After the global financial crisis gold had a strong run up as investors seeks safety.
Fear of a double dip recession, fear of the Europe crisis and fear of US's massive printing.

Gold has always been viewed as a defensive or safe asset.

I know of a few people who never believed in stocks and bonds, they bought physical gold as they were so sure of it going only higher and higher.

I explained to them that gold had no fundamentals, none believed me.

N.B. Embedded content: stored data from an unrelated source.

//! Tensor lifecycle and context management tests against the mock backend

use std::sync::Arc;

use cubridge::backend::DriverCall;
use cubridge::{
    ContextManager, DeviceFailurePolicy, MockDriver, Mode, Runtime, RuntimeConfig, TensorError,
    TensorManager,
};

fn runtime_with_mock() -> (Runtime, Arc<MockDriver>) {
    let driver = Arc::new(MockDriver::new());
    let runtime = Runtime::new(driver.clone());
    (runtime, driver)
}

#[test]
fn paired_alloc_rounds_device_request_to_256() {
    let (runtime, driver) = runtime_with_mock();

    let tensor = runtime.tensor_alloc(100, Mode::Paired).unwrap();
    assert_eq!(tensor.size(), 256);
    assert!(tensor.host_ptr().is_ok());
    assert!(tensor.device_ptr().is_ok());

    let calls = driver.calls();
    assert!(calls.contains(&DriverCall::MemAlloc(256)));

    runtime.tensor_free(tensor);
    assert_eq!(driver.live_allocations(), 0);
}

#[test]
fn unified_alloc_rounds_and_reports_zero_size() {
    let (runtime, driver) = runtime_with_mock();

    let tensor = runtime.tensor_alloc(1000, Mode::Unified).unwrap();
    assert_eq!(tensor.mode(), Mode::Unified);
    // Unified allocations are not size-tracked.
    assert_eq!(tensor.size(), 0);

    let calls = driver.calls();
    assert!(calls.contains(&DriverCall::MemAllocManaged(1024)));

    runtime.tensor_free(tensor);
    assert_eq!(driver.live_allocations(), 0);
}

#[test]
fn context_is_initialized_exactly_once() {
    let (runtime, driver) = runtime_with_mock();

    runtime.ensure_context().unwrap();
    runtime.ensure_context().unwrap();
    runtime.tensor_alloc(64, Mode::Paired).unwrap();

    let init_steps: Vec<DriverCall> = driver
        .calls()
        .into_iter()
        .filter(|c| {
            matches!(
                c,
                DriverCall::Init
                    | DriverCall::DeviceGet(_)
                    | DriverCall::CtxCreate(_)
                    | DriverCall::CtxSetCurrent(_)
            )
        })
        .collect();

    assert_eq!(
        init_steps,
        vec![
            DriverCall::Init,
            DriverCall::DeviceGet(0),
            DriverCall::CtxCreate(0),
            DriverCall::CtxSetCurrent(0xC0DE),
        ]
    );
}

#[test]
fn context_retries_after_a_failed_initialization() {
    let driver = Arc::new(MockDriver::new());
    driver.fail_next_init(999);
    let manager = ContextManager::new(driver.clone());

    assert!(manager.ensure_context().is_err());
    assert!(!manager.is_initialized());

    // The failure is not sticky: the next attempt runs the full sequence.
    manager.ensure_context().unwrap();
    assert!(manager.is_initialized());

    assert_eq!(
        driver.calls(),
        vec![
            DriverCall::Init,
            DriverCall::Init,
            DriverCall::DeviceGet(0),
            DriverCall::CtxCreate(0),
            DriverCall::CtxSetCurrent(0xC0DE),
        ]
    );
}

#[test]
fn freeing_one_tensor_leaves_others_live() {
    let (runtime, driver) = runtime_with_mock();

    let a = runtime.tensor_alloc(100, Mode::Paired).unwrap();
    let b = runtime.tensor_alloc(300, Mode::Paired).unwrap();
    let c = runtime.tensor_alloc(50, Mode::Unified).unwrap();
    assert_eq!(driver.live_allocations(), 3);

    let b_device = b.device_ptr().unwrap();
    runtime.tensor_free(a);

    assert_eq!(driver.live_allocations(), 2);
    assert_eq!(b.device_ptr().unwrap(), b_device);
    assert_eq!(b.size(), 512);
    assert!(c.unified_ptr().is_ok());

    runtime.tensor_free(b);
    runtime.tensor_free(c);
    assert_eq!(driver.live_allocations(), 0);
}

#[test]
fn handle_accessors_reject_the_wrong_mode() {
    let (runtime, _driver) = runtime_with_mock();

    let paired = runtime.tensor_alloc(64, Mode::Paired).unwrap();
    let unified = runtime.tensor_alloc(64, Mode::Unified).unwrap();

    assert!(matches!(
        paired.unified_ptr(),
        Err(TensorError::WrongMode { .. })
    ));
    assert!(matches!(
        unified.host_ptr(),
        Err(TensorError::WrongMode { .. })
    ));
    assert!(matches!(
        unified.device_ptr(),
        Err(TensorError::WrongMode { .. })
    ));

    runtime.tensor_free(paired);
    runtime.tensor_free(unified);
}

#[test]
fn device_failure_unwinds_the_host_side() {
    let driver = Arc::new(MockDriver::new());
    let context = Arc::new(ContextManager::new(driver.clone()));
    let manager = TensorManager::new(context, DeviceFailurePolicy::Propagate);

    driver.fail_next_mem_alloc(2);
    let err = manager.alloc(128, Mode::Paired).unwrap_err();
    assert!(matches!(err, TensorError::DeviceAllocFailed(2)));
    assert_eq!(driver.live_allocations(), 0);

    // The manager stays usable after the failure.
    let tensor = manager.alloc(128, Mode::Paired).unwrap();
    assert_eq!(driver.live_allocations(), 1);
    manager.free(tensor);
}

#[test]
fn unified_failure_propagates_the_driver_code() {
    let driver = Arc::new(MockDriver::new());
    let context = Arc::new(ContextManager::new(driver.clone()));
    let manager = TensorManager::new(context, DeviceFailurePolicy::Propagate);

    driver.fail_next_mem_alloc_managed(2);
    let err = manager.alloc(4096, Mode::Unified).unwrap_err();
    assert!(matches!(err, TensorError::DeviceAllocFailed(2)));
    assert_eq!(driver.live_allocations(), 0);
}

#[test]
fn zero_size_requests_are_rejected_before_the_driver() {
    let (runtime, driver) = runtime_with_mock();

    let err = runtime.tensor_alloc(0, Mode::Paired).unwrap_err();
    assert!(matches!(err, TensorError::ZeroSize));
    let err = runtime.tensor_alloc(0, Mode::Unified).unwrap_err();
    assert!(matches!(err, TensorError::ZeroSize));

    assert!(driver
        .calls()
        .iter()
        .all(|c| !matches!(c, DriverCall::MemAlloc(_) | DriverCall::MemAllocManaged(_))));
}

#[test]
fn oversized_requests_never_reach_the_driver() {
    let (runtime, driver) = runtime_with_mock();

    // Sizes whose 256-byte rounding would overflow are refused up front
    // rather than wrapped into a small (or zero) backend request.
    let err = runtime.tensor_alloc(usize::MAX, Mode::Paired).unwrap_err();
    assert!(matches!(err, TensorError::TooLarge(_)));
    let err = runtime.tensor_alloc(usize::MAX - 100, Mode::Unified).unwrap_err();
    assert!(matches!(err, TensorError::TooLarge(_)));

    assert!(driver.calls().is_empty());
    assert_eq!(driver.live_allocations(), 0);
}

#[test]
fn runtime_config_carries_the_failure_policy() {
    let driver = Arc::new(MockDriver::new());
    let config = RuntimeConfig {
        heap_capacity: 1 << 20,
        device_failure_policy: DeviceFailurePolicy::Propagate,
    };
    let runtime = Runtime::with_config(driver.clone(), config);

    driver.fail_next_mem_alloc(700);
    let err = runtime.tensor_alloc(64, Mode::Paired).unwrap_err();
    assert!(matches!(err, TensorError::DeviceAllocFailed(700)));
}
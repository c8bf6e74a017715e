//! Diagnostic walk-through of the runtime bridge.
//!
//! Initializes the compute context, allocates one paired and one unified
//! tensor of a 4096-byte frame, prints what came back, and frees both.
//! Runs against the mock driver by default; build with `--features cuda`
//! to exercise the real CUDA driver.

use std::sync::Arc;

use cubridge::{BridgeError, ComputeDriver, Mode, Runtime, ScratchArena};

const FRAME_SIZE: usize = 4096;

fn driver() -> Arc<dyn ComputeDriver> {
    #[cfg(feature = "cuda")]
    {
        Arc::new(cubridge::CudaDriver::new())
    }
    #[cfg(not(feature = "cuda"))]
    {
        Arc::new(cubridge::MockDriver::new())
    }
}

fn main() -> anyhow::Result<()> {
    cubridge::init_logging()?;

    let runtime = Runtime::new(driver());

    println!("Initializing compute context...");
    if let Err(err) = runtime.ensure_context() {
        let err = BridgeError::from(err);
        eprintln!("context init failed ({:?}): {}", err.category(), err);
        std::process::exit(1);
    }
    println!("Context ready.");

    println!("frame_size = {:#x}", FRAME_SIZE);

    let block = runtime.malloc(FRAME_SIZE)?;
    println!("bump block          = {:p}", block.as_ptr());

    let paired = runtime.tensor_alloc(FRAME_SIZE, Mode::Paired)?;
    println!("paired host ptr     = {:p}", paired.host_ptr()?.as_ptr());
    println!("paired device ptr   = {:#018x}", paired.device_ptr()?);
    println!("paired size         = {}", paired.size());

    let unified = runtime.tensor_alloc(FRAME_SIZE, Mode::Unified)?;
    println!("unified ptr         = {:#018x}", unified.unified_ptr()?);

    let mut scratch = ScratchArena::new(64 * 1024)?;
    let staging = scratch.allocate(FRAME_SIZE, 256)?;
    println!("scratch staging     = offset {}", staging);
    scratch.deallocate(staging, FRAME_SIZE);

    println!("Memory allocation successful!");

    runtime.tensor_free(paired);
    runtime.tensor_free(unified);
    runtime.free(block);

    Ok(())
}
//! Runtime facade owning all bridge state
//!
//! One [`Runtime`] per process-equivalent scope; no process-wide statics.
//! Construction is the (no-op) load hook; `Drop` is the mandatory unload
//! hook, destroying the compute context and releasing the heap region if
//! they were ever created.

use std::ptr::NonNull;
use std::sync::Arc;

use crate::backend::context::ContextManager;
use crate::backend::driver::{ComputeDriver, ComputeResult};
use crate::heap::bump::{BumpHeap, DEFAULT_HEAP_CAPACITY};
use crate::heap::AllocResult;
use crate::tensor::manager::{DeviceFailurePolicy, Mode, TensorHandle, TensorManager, TensorResult};

/// Runtime construction parameters.
#[derive(Debug, Clone, Copy)]
pub struct RuntimeConfig {
    /// Bump heap region size, reserved lazily on first allocation.
    pub heap_capacity: usize,
    /// Policy for backend allocation failures after the context is up.
    pub device_failure_policy: DeviceFailurePolicy,
}

impl Default for RuntimeConfig {
    fn default() -> Self {
        RuntimeConfig {
            heap_capacity: DEFAULT_HEAP_CAPACITY,
            device_failure_policy: DeviceFailurePolicy::default(),
        }
    }
}

/// Owner of the bump heap, the compute context, and the tensor manager.
#[derive(Debug)]
pub struct Runtime {
    heap: BumpHeap,
    context: Arc<ContextManager>,
    tensors: TensorManager,
}

impl Runtime {
    /// Build a runtime with default configuration (64 MiB heap, propagate
    /// device failures).
    pub fn new(driver: Arc<dyn ComputeDriver>) -> Self {
        Self::with_config(driver, RuntimeConfig::default())
    }

    pub fn with_config(driver: Arc<dyn ComputeDriver>, config: RuntimeConfig) -> Self {
        tracing::debug!(
            "runtime created: heap capacity {} bytes, policy {:?}",
            config.heap_capacity,
            config.device_failure_policy
        );
        let context = Arc::new(ContextManager::new(driver));
        let tensors = TensorManager::new(context.clone(), config.device_failure_policy);
        Runtime {
            heap: BumpHeap::new(config.heap_capacity),
            context,
            tensors,
        }
    }

    /// The bump heap, for callers that need its statistics directly.
    pub fn heap(&self) -> &BumpHeap {
        &self.heap
    }

    /// Bump-allocate `size` bytes (rounded to 8). Never individually freed.
    pub fn malloc(&self, size: usize) -> AllocResult<NonNull<u8>> {
        self.heap.allocate(size)
    }

    /// Release a bump allocation: a documented no-op.
    pub fn free(&self, ptr: NonNull<u8>) {
        self.heap.free(ptr)
    }

    /// Initialize the compute context now instead of on first tensor use.
    pub fn ensure_context(&self) -> ComputeResult<()> {
        self.context.ensure_context()
    }

    /// Allocate a tensor; sizes are rounded to 256 before reaching the
    /// backend. Initializes the compute context on first use.
    pub fn tensor_alloc(&self, size: usize, mode: Mode) -> TensorResult<TensorHandle> {
        self.tensors.alloc(size, mode)
    }

    /// Free a tensor allocated by this runtime.
    pub fn tensor_free(&self, handle: TensorHandle) {
        self.tensors.free(handle)
    }
}
//! Process-local heap support for the runtime bridge
//!
//! Two allocation strategies live here:
//!
//! - [`BumpHeap`]: the default path. One lazily-reserved region, a forward-only
//!   cursor, and a `free` that never reclaims. Callers must tolerate
//!   unbounded-until-teardown growth.
//! - [`ScratchArena`]: the named alternative for callers that need true
//!   individual-block reclamation. Best-fit free blocks with coalescing.

pub mod arena;
pub mod bump;
pub mod region;

pub use arena::ScratchArena;
pub use bump::{BumpHeap, DEFAULT_HEAP_CAPACITY};
pub use region::HeapRegion;

use thiserror::Error;

/// Heap allocation errors
#[derive(Error, Debug, Clone, PartialEq, Eq)]
pub enum AllocError {
    /// The operating system refused the initial region reservation.
    /// Fatal to any further use of the heap; never retried at a smaller size.
    #[error("heap region reservation failed: {0}")]
    ReservationFailed(String),
    /// The bump cursor would exceed the fixed region. Recoverable by the
    /// caller; never triggers a larger re-reservation.
    #[error("heap out of memory: requested {requested} bytes, {remaining} remaining")]
    OutOfMemory { requested: usize, remaining: usize },
    /// Zero-size or non-power-of-two-aligned request to the arena.
    #[error("invalid allocation request: {0}")]
    InvalidRequest(String),
    #[error("internal lock poisoned - this indicates a bug: {0}")]
    LockPoisoned(String),
}

impl<T> From<std::sync::PoisonError<T>> for AllocError {
    fn from(err: std::sync::PoisonError<T>) -> Self {
        AllocError::LockPoisoned(format!("heap lock poisoned: {}", err))
    }
}

/// Heap result type
pub type AllocResult<T> = Result<T, AllocError>;
//! GPU-visible tensor buffers in two memory models
//!
//! *Paired* tensors own a host block (system allocator, individually
//! freeable) and a device block, linked by one descriptor. *Unified* tensors
//! own a single handle coherently visible from both sides. Every byte size
//! that reaches the backend is rounded up to a 256-byte boundary for the
//! bulk-transfer hardware path.

pub mod manager;

pub use manager::{
    DeviceFailurePolicy, Mode, TensorError, TensorHandle, TensorManager, TensorResult,
    TENSOR_ALIGNMENT,
};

This is what warren buffett had to say about gold

“When we took over Berkshire, it was selling at $15 a share and gold was selling at $20 an ounce. Gold is now $1600 and Berkshire is $120,000. Or you can take a broader example. If you buy an ounce of gold today and you hold it at hundred years, you can go to it every day and you could coo to it and fondle it and a hundred years from now, you’ll have one ounce of gold and it won’t have done anything for you in between. You buy 100 acres of farm land and it will produce for you every year. You can buy more farmland, and all kinds of things, and you still have 100 acres of farmland at the end of 100 years. You could you buy the Dow Jones Industrial Average for 66 at the start of 1900. Gold was then $20. At the end of the century, it was 11,400, and you would also have gotten dividends for a hundred years. So a decent productive asset will kill an unproductive asset."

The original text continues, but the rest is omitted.